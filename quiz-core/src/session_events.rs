use quiz_types::{AnswerRecord, GamePhase, GameType, SessionStats};
use std::time::Duration;
use uuid::Uuid;

pub type SessionId = Uuid;

#[derive(Debug, Clone)]
pub enum SessionEvent {
    PhaseChanged {
        session_id: SessionId,
        from: GamePhase,
        to: GamePhase,
    },
    LevelLoaded {
        session_id: SessionId,
        category: GameType,
        question_count: usize,
    },
    AnswerRecorded {
        session_id: SessionId,
        question_id: String,
        record: AnswerRecord,
    },
    ScoreChanged {
        session_id: SessionId,
        points: u32,
        stats: SessionStats,
    },
    /// Decorative only; handlers must not feed anything back into the session
    Celebrate {
        session_id: SessionId,
        duration: Duration,
    },
}

impl SessionEvent {
    pub fn session_id(&self) -> SessionId {
        match self {
            SessionEvent::PhaseChanged { session_id, .. } => *session_id,
            SessionEvent::LevelLoaded { session_id, .. } => *session_id,
            SessionEvent::AnswerRecorded { session_id, .. } => *session_id,
            SessionEvent::ScoreChanged { session_id, .. } => *session_id,
            SessionEvent::Celebrate { session_id, .. } => *session_id,
        }
    }
}

/// Event handler trait for observing session events
pub trait SessionEventHandler: Send {
    fn handle_event(&mut self, event: &SessionEvent);
}

/// Simple event bus for distributing session events
pub struct SessionEventBus {
    handlers: Vec<Box<dyn SessionEventHandler>>,
}

impl SessionEventBus {
    pub fn new() -> Self {
        Self {
            handlers: Vec::new(),
        }
    }

    pub fn add_handler(&mut self, handler: Box<dyn SessionEventHandler>) {
        self.handlers.push(handler);
    }

    pub fn publish(&mut self, event: SessionEvent) {
        for handler in &mut self.handlers {
            handler.handle_event(&event);
        }
    }

    pub fn handler_count(&self) -> usize {
        self.handlers.len()
    }
}

impl Default for SessionEventBus {
    fn default() -> Self {
        Self::new()
    }
}

impl std::fmt::Debug for SessionEventBus {
    fn fmt(&self, f: &mut std::fmt::Formatter<'_>) -> std::fmt::Result {
        f.debug_struct("SessionEventBus")
            .field("handlers", &self.handlers.len())
            .finish()
    }
}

━━━

**Task directions**
Copy the material above, keeping every line exactly as it stands.

**Reply**
filename quiz-core/src/session_events.rs
use quiz_types::{AnswerRecord, GamePhase, GameType, SessionStats};
use std::time::Duration;
use uuid::Uuid;

pub type SessionId = Uuid;

#[derive(Debug, Clone)]
pub enum SessionEvent {
    PhaseChanged {
        session_id: SessionId,
        from: GamePhase,
        to: GamePhase,
    },
    LevelLoaded {
        session_id: SessionId,
        category: GameType,
        question_count: usize,
    },
    AnswerRecorded {
        session_id: SessionId,
        question_id: String,
        record: AnswerRecord,
    },
    ScoreChanged {
        session_id: SessionId,
        points: u32,
        stats: SessionStats,
    },
    /// Decorative only; handlers must not feed anything back into the session
    Celebrate {
        session_id: SessionId,
        duration: Duration,
    },
}

impl SessionEvent {
    pub fn session_id(&self) -> SessionId {
        match self {
            SessionEvent::PhaseChanged { session_id, .. } => *session_id,
            SessionEvent::LevelLoaded { session_id, .. } => *session_id,
            SessionEvent::AnswerRecorded { session_id, .. } => *session_id,
            SessionEvent::ScoreChanged { session_id, .. } => *session_id,
            SessionEvent::Celebrate { session_id, .. } => *session_id,
        }
    }
}

/// Event handler trait for observing session events
pub trait SessionEventHandler: Send {
    fn handle_event(&mut self, event: &SessionEvent);
}

/// Simple event bus for distributing session events
pub struct SessionEventBus {
    handlers: Vec<Box<dyn SessionEventHandler>>,
}

impl SessionEventBus {
    pub fn new() -> Self {
        Self {
            handlers: Vec::new(),
        }
    }

    pub fn add_handler(&mut self, handler: Box<dyn SessionEventHandler>) {
        self.handlers.push(handler);
    }

    pub fn publish(&mut self, event: SessionEvent) {
        for handler in &mut self.handlers {
            handler.handle_event(&event);
        }
    }

    pub fn handler_count(&self) -> usize {
        self.handlers.len()
    }
}

impl Default for SessionEventBus {
    fn default() -> Self {
        Self::new()
    }
}

impl std::fmt::Debug for SessionEventBus {
    fn fmt(&self, f: &mut std::fmt::Formatter<'_>) -> std::fmt::Result {
        f.debug_struct("SessionEventBus")
            .field("handlers", &self.handlers.len())
            .finish()
    }
}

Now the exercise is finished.